Dean winced but answered. "Jo went down as a badass hunter, fighting a mess of hounds. So did you, and you took them all with you. All of them. And we failed that day, but if we hadn't known what would fail, we never would have found what worked."

He waited then, to see if she would make him provide details, if she would claim her right to make him speak excruciating truth.

She didn't. She looked at him and tried to imagine what he saw when he looked at her. But she couldn't.

Her better sense said to walk away. But she just said, "Don't do it again, or I won't be so nice about it next time."

He smiled, and he didn't try to hide the shine in his eyes. He nodded slowly, "Yes, ma'am."

She went back to work then, and so did he. But things were different between them then. Dean wasn't so skittish, so ashamed, and when he looked at her, it wasn't just fear or guilt. It was relief, and maybe some devotion.

And since it was Dean it was also to get a good look at her ass.

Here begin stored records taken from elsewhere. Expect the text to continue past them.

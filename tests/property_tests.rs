//! Property-based tests for the pure parts of the engine: message
//! truncation, retry backoff and the batch cursor's coverage guarantees.

use proptest::prelude::*;
use replication_registry::backoff::{
    retry_delay, MISSING_ON_PRIMARY_RETRY_CAP, RETRY_CAP,
};
use replication_registry::registry::{failure_message, truncate_message};
use replication_registry::{Batcher, MemoryCursorCache, MemoryIdTable, MAX_FAILURE_MESSAGE_LEN};
use std::collections::BTreeSet;
use std::sync::Arc;
use std::time::Duration;

proptest! {
    #[test]
    fn truncated_messages_never_exceed_the_limit(message in ".{0,600}") {
        let truncated = truncate_message(&message);
        prop_assert!(truncated.chars().count() <= MAX_FAILURE_MESSAGE_LEN);
        if message.chars().count() > MAX_FAILURE_MESSAGE_LEN {
            prop_assert!(truncated.ends_with("..."));
        } else {
            prop_assert_eq!(&truncated, &message);
        }
    }

    #[test]
    fn composed_failure_messages_never_exceed_the_limit(
        message in ".{0,400}",
        error in proptest::option::of(".{0,400}"),
    ) {
        let composed = failure_message(&message, error.as_deref());
        prop_assert!(composed.chars().count() <= MAX_FAILURE_MESSAGE_LEN);
    }

    #[test]
    fn retry_delay_respects_the_caps(retry_count in -10i32..200_000) {
        let delay = retry_delay(retry_count, RETRY_CAP);
        prop_assert!(delay >= Duration::from_secs(15));
        prop_assert!(delay <= RETRY_CAP);

        let delay = retry_delay(retry_count, MISSING_ON_PRIMARY_RETRY_CAP);
        prop_assert!(delay <= MISSING_ON_PRIMARY_RETRY_CAP);
    }

    #[test]
    fn batcher_covers_every_id_exactly_once(
        source_ids in proptest::collection::btree_set(0i64..500, 0..60),
        dest_ids in proptest::collection::btree_set(0i64..500, 0..60),
        batch_size in 1u32..20,
    ) {
        let rt = tokio::runtime::Builder::new_current_thread()
            .enable_all()
            .build()
            .unwrap();

        rt.block_on(async {
            let all_ids: BTreeSet<i64> =
                source_ids.union(&dest_ids).copied().collect();

            let batcher = Batcher::new(
                "prop",
                Arc::new(MemoryIdTable::from_ids(source_ids.clone()).await),
                Arc::new(MemoryIdTable::from_ids(dest_ids.clone()).await),
                Arc::new(MemoryCursorCache::new()),
            );

            let mut covered = Vec::new();
            let mut prev_end = i64::MIN;
            while let Some(range) = batcher.next_range(batch_size).await.unwrap() {
                // Ranges advance strictly, so no id is handed out twice
                prop_assert!(*range.start() > prev_end);
                prop_assert!(range.start() <= range.end());
                prev_end = *range.end();
                covered.extend(all_ids.iter().copied().filter(|id| range.contains(id)));
            }

            let expected: Vec<i64> = all_ids.iter().copied().collect();
            prop_assert_eq!(covered, expected);
            Ok(())
        })?;
    }

    #[test]
    fn batcher_ranges_are_bounded_while_more_ids_remain(
        ids in proptest::collection::btree_set(0i64..1_000, 2..80),
        batch_size in 1u32..20,
    ) {
        let rt = tokio::runtime::Builder::new_current_thread()
            .enable_all()
            .build()
            .unwrap();

        rt.block_on(async {
            let batcher = Batcher::new(
                "prop-bounded",
                Arc::new(MemoryIdTable::from_ids(ids.clone()).await),
                Arc::new(MemoryIdTable::new()),
                Arc::new(MemoryCursorCache::new()),
            );

            let sorted: Vec<i64> = ids.iter().copied().collect();
            while let Some(range) = batcher.next_range(batch_size).await.unwrap() {
                let contained = sorted
                    .iter()
                    .filter(|id| range.contains(id))
                    .count();
                // A range may cover fewer ids near the tail, never more than
                // the requested batch on both sides combined
                prop_assert!(contained <= 2 * batch_size as usize);
            }
            Ok(())
        })?;
    }
}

But since it was Ellen, he had the sense to look guilty when she caught him.

When he finally stopped looking at her like she'd disappear any second, when she finally stopped telling herself that it was hurt that made the kid look at her with that kind of hunger - when she finally stopped forcing herself to call him 'kid' and acknowledge the fact that he was a man, and one there wasn't anything wrong with wanting - that's when Dean chose to act like an idiot.

He had decided it was worth the risk to take the offense on some jackasses who were roaming the area, making trouble for the camps. Groups of young idiots, travelling in packs, in some fantasy or memory of what rebellion meant when there was a society to rebel against. Yeah, they should be dealt with. Non-lethally if at all possible, since they had so far just stolen and tore things down.

But he and Sam had recruited a few camp residents to set up a trap for them, and it had ended with the Winchester boys tied up and getting worked over, as the others ran back to get reinforcements, full of tales about how nobly the pair had gotten themselves captured to provide distraction for the others to escape.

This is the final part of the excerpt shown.